To deal with dangers, security systems for intruder monitoring and warning and fire alarm systems for smoke or heat detection and warning in the event of fires have been used to keep home safe, but it requires very high costs to construct the systems at home, and in many cases, the systems are managed by outsourcing companies, so costs continue to be incurred.

Accordingly, methods for solving these problems are required.

SUMMARY

One or more embodiments of the present disclosure is designed to solve the above-described problem, and therefore one or more embodiments of the present disclosure are directed to providing a dangerous situation monitoring system which is constructed in an easy and convenient manner using a mobile terminal possessed by a user, and can detect a dangerous situation with high accuracy, making it possible to respond with the dangerous situation quickly.

The problems of the present disclosure are not limited to the above-described problems, and another problem will be clearly understood by those skilled in the art from the following description.

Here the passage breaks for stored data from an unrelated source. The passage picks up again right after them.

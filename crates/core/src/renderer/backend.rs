use flamescope_protocol::{DrawPass, Fill, Rect, Vec2};
use rustc_hash::FxHashMap;
use thiserror::Error;

/// Handle to a rect batch resident on the backend.
#[derive(Debug, Clone, Copy, PartialEq, Eq, Hash, PartialOrd, Ord)]
pub struct BatchHandle(pub u64);

#[derive(Debug, Clone, Copy, PartialEq)]
pub struct BatchRect {
    pub rect: Rect,
    pub fill: Fill,
}

/// Rectangles uploaded once, in config space, and drawn any number of
/// times through a transform.
#[derive(Debug, Clone, Default, PartialEq)]
pub struct RectBatch {
    pub rects: Vec<BatchRect>,
}

impl RectBatch {
    pub fn len(&self) -> usize {
        self.rects.len()
    }

    pub fn is_empty(&self) -> bool {
        self.rects.is_empty()
    }
}

#[derive(Debug, Error, PartialEq)]
pub enum RenderError {
    #[error("failed to allocate a batch of {rects} rects: {reason}")]
    Allocation { rects: usize, reason: String },
    #[error("unknown batch {0:?}")]
    UnknownBatch(BatchHandle),
    #[error("submission failed: {0}")]
    Submit(String),
}

/// The GPU-facing side of the renderer.
///
/// Implementations own the device resources. Everything above this trait
/// only deals in handles and draw passes.
pub trait GpuBackend {
    fn create_batch(&mut self, batch: RectBatch) -> Result<BatchHandle, RenderError>;

    fn release_batch(&mut self, handle: BatchHandle);

    /// Adapt existing surfaces to a new size in place.
    fn reconfigure(&mut self, physical_size: Vec2, device_pixel_ratio: f64);

    /// Draw one frame. Passes arrive in submission order.
    fn submit(&mut self, passes: &[DrawPass]) -> Result<(), RenderError>;
}

/// In-memory backend: keeps batches in a map and records every submission.
#[derive(Debug, Default)]
pub struct HeadlessBackend {
    next_handle: u64,
    batches: FxHashMap<BatchHandle, RectBatch>,
    submissions: Vec<Vec<DrawPass>>,
    reconfigurations: Vec<(Vec2, f64)>,
    created: usize,
    /// When set, `create_batch` fails.
    pub fail_allocations: bool,
}

impl HeadlessBackend {
    pub fn new() -> Self {
        Self::default()
    }

    pub fn batch(&self, handle: BatchHandle) -> Option<&RectBatch> {
        self.batches.get(&handle)
    }

    /// Batches currently alive.
    pub fn live_batches(&self) -> usize {
        self.batches.len()
    }

    /// Batches ever created.
    pub fn created_batches(&self) -> usize {
        self.created
    }

    pub fn submissions(&self) -> &[Vec<DrawPass>] {
        &self.submissions
    }

    pub fn reconfigurations(&self) -> &[(Vec2, f64)] {
        &self.reconfigurations
    }
}

impl GpuBackend for HeadlessBackend {
    fn create_batch(&mut self, batch: RectBatch) -> Result<BatchHandle, RenderError> {
        if self.fail_allocations {
            return Err(RenderError::Allocation {
                rects: batch.len(),
                reason: "allocation disabled".into(),
            });
        }
        self.next_handle += 1;
        let handle = BatchHandle(self.next_handle);
        self.batches.insert(handle, batch);
        self.created += 1;
        Ok(handle)
    }

    fn release_batch(&mut self, handle: BatchHandle) {
        self.batches.remove(&handle);
    }

    fn reconfigure(&mut self, physical_size: Vec2, device_pixel_ratio: f64) {
        self.reconfigurations.push((physical_size, device_pixel_ratio));
    }

    fn submit(&mut self, passes: &[DrawPass]) -> Result<(), RenderError> {
        self.submissions.push(passes.to_vec());
        Ok(())
    }
}

#[cfg(test)]
mod tests {
    use super::*;

    #[test]
    fn headless_tracks_batch_lifetimes() {
        let mut backend = HeadlessBackend::new();
        let a = backend.create_batch(RectBatch::default()).unwrap();
        let b = backend.create_batch(RectBatch::default()).unwrap();
        assert_ne!(a, b);
        assert_eq!(backend.live_batches(), 2);
        backend.release_batch(a);
        assert_eq!(backend.live_batches(), 1);
        assert!(backend.batch(a).is_none());
        assert_eq!(backend.created_batches(), 2);
    }

    #[test]
    fn allocation_failure_is_reported() {
        let mut backend = HeadlessBackend {
            fail_allocations: true,
            ..HeadlessBackend::default()
        };
        assert!(matches!(
            backend.create_batch(RectBatch::default()),
            Err(RenderError::Allocation { rects: 0, .. })
        ));
        assert_eq!(backend.live_batches(), 0);
    }
}
use egui::{Align2, CornerRadius, FontId, Pos2, Stroke, StrokeKind};
use flamescope_core::renderer::{BatchHandle, GpuBackend, RectBatch, RenderError};
use flamescope_protocol::{DrawPass, Fill, Rect, RenderCommand, TextAlign, Vec2};
use rustc_hash::FxHashMap;

use crate::theme::{self, ThemeMode};

/// Rects narrower than this many points are not painted.
const MIN_PAINT_WIDTH: f32 = 0.3;

/// [`GpuBackend`] on top of egui's painter.
///
/// Batches are kept in memory and the last submitted frame is replayed into
/// the painter every egui frame, so the core only produces a new submission
/// when something actually changed.
#[derive(Debug)]
pub struct EguiBackend {
    next_handle: u64,
    batches: FxHashMap<BatchHandle, RectBatch>,
    frame: Vec<DrawPass>,
    physical_size: Vec2,
    pixels_per_point: f32,
}

impl EguiBackend {
    pub fn new() -> Self {
        Self {
            next_handle: 0,
            batches: FxHashMap::default(),
            frame: Vec::new(),
            physical_size: Vec2::ZERO,
            pixels_per_point: 1.0,
        }
    }

    pub fn live_batches(&self) -> usize {
        self.batches.len()
    }

    /// Paint the last submitted frame with its canvas origin at `origin`.
    pub fn paint(&self, painter: &egui::Painter, origin: Pos2, mode: ThemeMode) {
        let canvas = egui::Rect::from_min_size(
            origin,
            egui::vec2(
                self.physical_size.x as f32 / self.pixels_per_point,
                self.physical_size.y as f32 / self.pixels_per_point,
            ),
        );
        let base = painter.with_clip_rect(painter.clip_rect().intersect(canvas));
        let mut replay = Replay {
            painter: base.clone(),
            base,
            origin,
            ppp: self.pixels_per_point,
            mode,
        };
        for pass in &self.frame {
            for command in &pass.commands {
                replay.command(command, &self.batches);
            }
            replay.painter = replay.base.clone();
        }
    }
}

impl Default for EguiBackend {
    fn default() -> Self {
        Self::new()
    }
}

impl GpuBackend for EguiBackend {
    fn create_batch(&mut self, batch: RectBatch) -> Result<BatchHandle, RenderError> {
        self.next_handle += 1;
        let handle = BatchHandle(self.next_handle);
        log::debug!("uploading batch {handle:?} with {} rects", batch.len());
        self.batches.insert(handle, batch);
        Ok(handle)
    }

    fn release_batch(&mut self, handle: BatchHandle) {
        self.batches.remove(&handle);
    }

    fn reconfigure(&mut self, physical_size: Vec2, device_pixel_ratio: f64) {
        self.physical_size = physical_size;
        self.pixels_per_point = device_pixel_ratio as f32;
    }

    fn submit(&mut self, passes: &[DrawPass]) -> Result<(), RenderError> {
        for pass in passes {
            for command in &pass.commands {
                if let RenderCommand::DrawBatch { batch, .. } = command
                    && !self.batches.contains_key(&BatchHandle(*batch))
                {
                    return Err(RenderError::UnknownBatch(BatchHandle(*batch)));
                }
            }
        }
        self.frame = passes.to_vec();
        Ok(())
    }
}

/// Painter state while replaying one frame.
struct Replay {
    base: egui::Painter,
    painter: egui::Painter,
    origin: Pos2,
    ppp: f32,
    mode: ThemeMode,
}

impl Replay {
    /// Physical canvas pixels to egui screen points.
    fn rect(&self, r: &Rect) -> egui::Rect {
        let min = self.pos(r.origin);
        egui::Rect::from_min_size(
            min,
            egui::vec2(r.width() as f32 / self.ppp, r.height() as f32 / self.ppp),
        )
    }

    fn pos(&self, p: Vec2) -> Pos2 {
        Pos2::new(
            self.origin.x + p.x as f32 / self.ppp,
            self.origin.y + p.y as f32 / self.ppp,
        )
    }

    fn fill(&self, fill: Fill) -> egui::Color32 {
        match fill {
            Fill::Token(token) => theme::resolve(token, self.mode),
            Fill::Bucket(bucket) => theme::bucket_color(bucket, self.mode),
        }
    }

    fn command(&mut self, command: &RenderCommand, batches: &FxHashMap<BatchHandle, RectBatch>) {
        match command {
            RenderCommand::DrawBatch { batch, transform } => {
                let Some(batch) = batches.get(&BatchHandle(*batch)) else {
                    return;
                };
                let clip = self.painter.clip_rect();
                for item in &batch.rects {
                    let rect = self.rect(&transform.transform_rect(&item.rect));
                    if rect.width() < MIN_PAINT_WIDTH || !clip.intersects(rect) {
                        continue;
                    }
                    // Leave a hairline gap between neighbours.
                    let rect = rect.shrink2(egui::vec2(0.0, 0.5));
                    self.painter
                        .rect_filled(rect, CornerRadius::ZERO, self.fill(item.fill));
                }
            }

            RenderCommand::DrawRect { rect, fill } => {
                let rect = self.rect(rect);
                self.painter
                    .rect_filled(rect, CornerRadius::ZERO, self.fill(*fill));
            }

            RenderCommand::StrokeRect { rect, color, width } => {
                let rect = self.rect(rect);
                self.painter.rect_stroke(
                    rect,
                    CornerRadius::ZERO,
                    Stroke::new(*width as f32 / self.ppp, theme::resolve(*color, self.mode)),
                    StrokeKind::Inside,
                );
            }

            RenderCommand::DrawText {
                position,
                text,
                color,
                font_size,
                align,
                max_width,
            } => {
                let size = *font_size as f32 / self.ppp;
                if size < 1.0 {
                    return;
                }
                let color = theme::resolve(*color, self.mode);
                let galley =
                    self.painter
                        .layout_no_wrap(text.clone(), FontId::proportional(size), color);
                if let Some(max) = max_width
                    && galley.size().x > *max as f32 / self.ppp
                {
                    return;
                }
                let anchor = match align {
                    TextAlign::Left => Align2::LEFT_CENTER,
                    TextAlign::Center => Align2::CENTER_CENTER,
                    TextAlign::Right => Align2::RIGHT_CENTER,
                };
                let rect = anchor.anchor_size(self.pos(*position), galley.size());
                self.painter.galley(rect.min, galley, color);
            }

            RenderCommand::SetClip { rect } => {
                let clip = self.base.clip_rect().intersect(self.rect(rect));
                self.painter = self.base.with_clip_rect(clip);
            }

            RenderCommand::ClearClip => {
                self.painter = self.base.clone();
            }
        }
    }
}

To achieve the above-described objective, a method for monitoring a dangerous situation in a space based on a frequency response pattern according to an embodiment of the present disclosure includes (a) loading, by a processing unit of a mobile terminal located in the arbitrary space, a setting value corresponding to an operational mode selected through control software installed on the mobile terminal, (b) controlling, by the processing unit, a speaker of the mobile terminal to generate a frequency corresponding to the loaded setting value, (c) receiving the frequency which was generated in the step (b) and reflected in the space through a microphone of the mobile terminal, (d) determining, by the processing unit, whether the dangerous situation occurred in the space by comparing the frequency response pattern with a preset reference value, and (e) taking, by the processing unit, a follow-up action when it is determined that the dangerous situation occurred in the space by the step (d).

In this instance, the method for monitoring a dangerous situation in a space based on a frequency response pattern may further include, before the step (a), (pre1) acquiring image data in the space through a camera of the mobile terminal, and (pre2) analyzing, by an image reader of the mobile terminal, the image data, and transmitting an operating command to the processing unit to perform the step (a) when an anomaly pattern is detected in the space.

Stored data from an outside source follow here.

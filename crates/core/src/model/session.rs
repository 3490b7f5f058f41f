use std::sync::Arc;
use std::task::Poll;

use rustc_hash::FxHashMap;
use serde::{Deserialize, Serialize};
use thiserror::Error;

use super::frame::FrameId;
use super::call_tree::NodeId;
use super::profile::{Profile, ProfileGroup, ProfileId};
use super::symbols::{SymbolMap, parse_emscripten_symbol_map};
use crate::flamechart::{Flamechart, FlamechartFrame, ViewKind};
use crate::input::Command;
use crate::renderer::{LayoutCache, LayoutKey, ViewSlot};
use crate::search::SearchIndex;
use crate::task::{CancellationToken, ImportOutcome, ImportTask};

/// Which layout the main area shows.
#[derive(Debug, Clone, Copy, PartialEq, Eq, Hash, Default, Serialize, Deserialize)]
pub enum ViewMode {
    #[default]
    Chronological,
    LeftHeavy,
    /// Callers and callees of one focal frame.
    Sandwich,
}

/// A draw or query was asked for state the session does not have.
#[derive(Debug, Clone, Copy, PartialEq, Eq, Error)]
pub enum WiringError {
    #[error("no profile is loaded")]
    NoActiveProfile,
    #[error("the sandwich view needs a selected frame")]
    NoFocalFrame,
    #[error("no canvas is attached")]
    MissingCanvas,
}

/// A clicked rectangle, remembered together with the view it was in.
#[derive(Debug, Clone, Copy, PartialEq, Eq)]
pub struct Selection {
    pub view: ViewKind,
    pub node: NodeId,
    pub frame: FrameId,
}

/// Application state: the loaded group, view settings, selection, search,
/// cached layouts and the in-flight import.
///
/// The UI owns exactly one session and drives it once per frame.
#[derive(Default)]
pub struct Session {
    group: Option<ProfileGroup>,
    active: usize,
    view_mode: ViewMode,
    flatten_recursion: bool,
    focal_frame: Option<FrameId>,
    selected: Option<Selection>,
    hovered: Option<Selection>,
    search_query: String,
    searches: FxHashMap<LayoutKey, SearchIndex>,
    layouts: LayoutCache,
    import: Option<ImportTask>,
    title: Option<String>,
    message: Option<String>,
}

impl Session {
    pub fn new() -> Self {
        Self::default()
    }

    // --- loaded data ---

    pub fn group(&self) -> Option<&ProfileGroup> {
        self.group.as_ref()
    }

    pub fn active_index(&self) -> usize {
        self.active
    }

    pub fn active_profile(&self) -> Result<&Profile, WiringError> {
        self.group
            .as_ref()
            .and_then(|g| g.get(self.active))
            .ok_or(WiringError::NoActiveProfile)
    }

    /// Replace the loaded group. Selection, focal frame and layouts of
    /// profiles that are gone are dropped.
    pub fn load_group(&mut self, group: ProfileGroup) {
        log::info!(
            "loaded {:?} with {} profile(s)",
            group.name,
            group.len()
        );
        self.active = group.index_to_view.min(group.len().saturating_sub(1));
        self.group = Some(group);
        self.focal_frame = None;
        self.clear_pointer_state();
        self.prune_caches();
    }

    /// Rename frames of every loaded profile through `map`. Profiles are
    /// shallow-cloned first so layouts cached for the old names are not
    /// reused. Returns the number of renamed frames.
    pub fn apply_symbol_map(&mut self, map: &SymbolMap) -> usize {
        let Some(group) = &self.group else {
            return 0;
        };
        let mut remapped = group.shallow_clone();
        let renamed: usize = remapped
            .profiles
            .iter_mut()
            .map(|p| p.remap_symbols(map))
            .sum();
        self.group = Some(remapped);
        self.clear_pointer_state();
        self.prune_caches();
        renamed
    }

    fn prune_caches(&mut self) {
        let live: Vec<ProfileId> = self
            .group
            .iter()
            .flat_map(|g| g.profiles.iter().map(Profile::id))
            .collect();
        self.layouts.retain_profiles(&live);
        self.searches.retain(|key, _| live.contains(&key.profile));
    }

    fn clear_pointer_state(&mut self) {
        self.selected = None;
        self.hovered = None;
    }

    // --- import ---

    /// Start importing `bytes`. Any import still in flight is cancelled;
    /// the last one started is the only one that can commit.
    pub fn start_import(&mut self, file_name: impl Into<String>, bytes: Vec<u8>) {
        if let Some(previous) = self.import.take() {
            log::info!("cancelling import of {}", previous.file_name());
            previous.token().cancel();
        }
        let task = ImportTask::new(file_name, bytes, CancellationToken::new());
        log::info!("importing {}", task.file_name());
        self.import = Some(task);
        self.message = None;
    }

    pub fn is_loading(&self) -> bool {
        self.import.is_some()
    }

    /// Advance the in-flight import by one step. Returns whether the
    /// session changed.
    pub fn poll_import(&mut self) -> bool {
        let Some(task) = self.import.as_mut() else {
            return false;
        };
        let Poll::Ready(outcome) = task.step() else {
            return false;
        };
        self.import = None;
        match outcome {
            ImportOutcome::Loaded(group) => self.load_group(group),
            ImportOutcome::Unrecognized { file_name, bytes } => {
                self.handle_unrecognized(&file_name, &bytes);
            }
            ImportOutcome::Empty => {
                log::warn!("import produced no profiles");
                self.message = Some("The file contains no profiles.".into());
            }
            ImportOutcome::Failed(err) => {
                log::warn!("import failed: {err}");
                self.message = Some(format!("Failed to import: {err}"));
            }
            ImportOutcome::Cancelled => {}
        }
        true
    }

    fn handle_unrecognized(&mut self, file_name: &str, bytes: &[u8]) {
        let map = if self.group.is_some() {
            std::str::from_utf8(bytes)
                .ok()
                .and_then(parse_emscripten_symbol_map)
        } else {
            None
        };
        match map {
            Some(map) => {
                let renamed = self.apply_symbol_map(&map);
                log::info!("applied symbol map {file_name}: {renamed} frame(s) renamed");
                self.message = Some(format!(
                    "Applied symbols from {file_name} ({renamed} renamed)."
                ));
            }
            None => {
                log::warn!("{file_name}: unrecognized format");
                self.message = Some(format!("Unrecognized format: {file_name}"));
            }
        }
    }

    // --- view settings ---

    pub fn view_mode(&self) -> ViewMode {
        self.view_mode
    }

    pub fn set_view_mode(&mut self, mode: ViewMode) {
        if mode != self.view_mode {
            self.view_mode = mode;
            self.clear_pointer_state();
        }
    }

    pub fn flatten_recursion(&self) -> bool {
        self.flatten_recursion
    }

    pub fn toggle_flatten_recursion(&mut self) {
        self.flatten_recursion = !self.flatten_recursion;
        self.clear_pointer_state();
    }

    /// Switch to the profile at `index` of the group. Out-of-range indices
    /// are ignored.
    pub fn set_active_index(&mut self, index: usize) -> bool {
        let len = self.group.as_ref().map_or(0, ProfileGroup::len);
        if index >= len || index == self.active {
            return false;
        }
        self.active = index;
        self.focal_frame = None;
        self.clear_pointer_state();
        true
    }

    pub fn next_profile(&mut self) -> bool {
        self.set_active_index(self.active + 1)
    }

    pub fn previous_profile(&mut self) -> bool {
        match self.active.checked_sub(1) {
            Some(index) => self.set_active_index(index),
            None => false,
        }
    }

    /// Apply a key command. Returns `false` for commands the UI handles
    /// itself (file dialogs, focus).
    pub fn apply(&mut self, command: Command) -> bool {
        match command {
            Command::SetView(mode) => self.set_view_mode(mode),
            Command::ToggleFlattenRecursion => self.toggle_flatten_recursion(),
            Command::NextProfile => {
                self.next_profile();
            }
            Command::PreviousProfile => {
                self.previous_profile();
            }
            Command::Save | Command::Open | Command::FocusSearch => return false,
        }
        true
    }

    // --- selection ---

    pub fn focal_frame(&self) -> Option<FrameId> {
        self.focal_frame
    }

    pub fn set_focal_frame(&mut self, frame: Option<FrameId>) {
        self.focal_frame = frame;
    }

    /// Select a rectangle of `view`. Its frame becomes the sandwich focus.
    pub fn select(&mut self, view: ViewKind, frame: Option<&FlamechartFrame>) {
        self.selected = frame.map(|f| Selection {
            view,
            node: f.node,
            frame: f.frame,
        });
        if let Some(selection) = self.selected {
            self.focal_frame = Some(selection.frame);
        }
    }

    pub fn hover(&mut self, view: ViewKind, frame: Option<&FlamechartFrame>) {
        self.hovered = frame.map(|f| Selection {
            view,
            node: f.node,
            frame: f.frame,
        });
    }

    pub fn selection(&self) -> Option<Selection> {
        self.selected
    }

    pub fn selected_node(&self, view: ViewKind) -> Option<NodeId> {
        self.selected.filter(|s| s.view == view).map(|s| s.node)
    }

    pub fn hovered_node(&self, view: ViewKind) -> Option<NodeId> {
        self.hovered.filter(|s| s.view == view).map(|s| s.node)
    }

    pub fn hovered(&self) -> Option<Selection> {
        self.hovered
    }

    // --- layouts ---

    /// The panes the current view mode shows.
    pub fn views(&self) -> Result<Vec<(ViewSlot, ViewKind)>, WiringError> {
        self.active_profile()?;
        Ok(match self.view_mode {
            ViewMode::Chronological => vec![(ViewSlot::Main, ViewKind::Chronological)],
            ViewMode::LeftHeavy => vec![(ViewSlot::Main, ViewKind::LeftHeavy)],
            ViewMode::Sandwich => {
                let frame = self.focal_frame.ok_or(WiringError::NoFocalFrame)?;
                vec![
                    (ViewSlot::Callers, ViewKind::Callers(frame)),
                    (ViewSlot::Callees, ViewKind::Callees(frame)),
                ]
            }
        })
    }

    pub fn layout_key(&self, view: ViewKind) -> Result<LayoutKey, WiringError> {
        let profile = self.active_profile()?;
        if view.focal_frame().is_some_and(|f| profile.frames().get(f).is_none()) {
            return Err(WiringError::NoFocalFrame);
        }
        Ok(LayoutKey {
            profile: profile.id(),
            view,
            flatten_recursion: self.flatten_recursion,
        })
    }

    /// The layout of `view` for the active profile, computed on first use.
    pub fn flamechart_for(&mut self, view: ViewKind) -> Result<Arc<Flamechart>, WiringError> {
        let key = self.layout_key(view)?;
        let profile = self
            .group
            .as_ref()
            .and_then(|g| g.get(self.active))
            .ok_or(WiringError::NoActiveProfile)?;
        let flatten = self.flatten_recursion;
        Ok(self
            .layouts
            .get_or_insert_with(key, || Flamechart::for_view(profile, view, flatten)))
    }

    pub fn cached_layouts(&self) -> usize {
        self.layouts.len()
    }

    // --- search ---

    pub fn search_query(&self) -> &str {
        &self.search_query
    }

    pub fn set_search_query(&mut self, query: impl Into<String>) {
        self.search_query = query.into();
    }

    /// Search results of the current query over the layout of `view`.
    pub fn search_for(&mut self, view: ViewKind) -> Result<&SearchIndex, WiringError> {
        let chart = self.flamechart_for(view)?;
        let key = self.layout_key(view)?;
        let index = self.searches.entry(key).or_default();
        index.update(&chart, &self.search_query);
        Ok(index)
    }

    // --- status ---

    pub fn title(&self) -> Option<&str> {
        self.title.as_deref()
    }

    pub fn set_title(&mut self, title: Option<String>) {
        self.title = title;
    }

    /// Last user-visible status message.
    pub fn message(&self) -> Option<&str> {
        self.message.as_deref()
    }

    pub fn set_message(&mut self, message: impl Into<String>) {
        self.message = Some(message.into());
    }

    pub fn dismiss_message(&mut self) {
        self.message = None;
    }
}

Additionally, the operational mode may include a day mode having a day setting value special for day and a night mode having a night setting value special for night.

Here, the day setting value may be set to generate an inaudible frequency when a registered user is present in the space and an audible frequency when there is no registered user in the space, and the night setting value may be set to generate the inaudible frequency.

Additionally, the step (d) may include determining, by the processing unit, whether any one dangerous situation of an intrusion situation or a fire situation occurred by comparing the frequency response pattern with the preset reference value.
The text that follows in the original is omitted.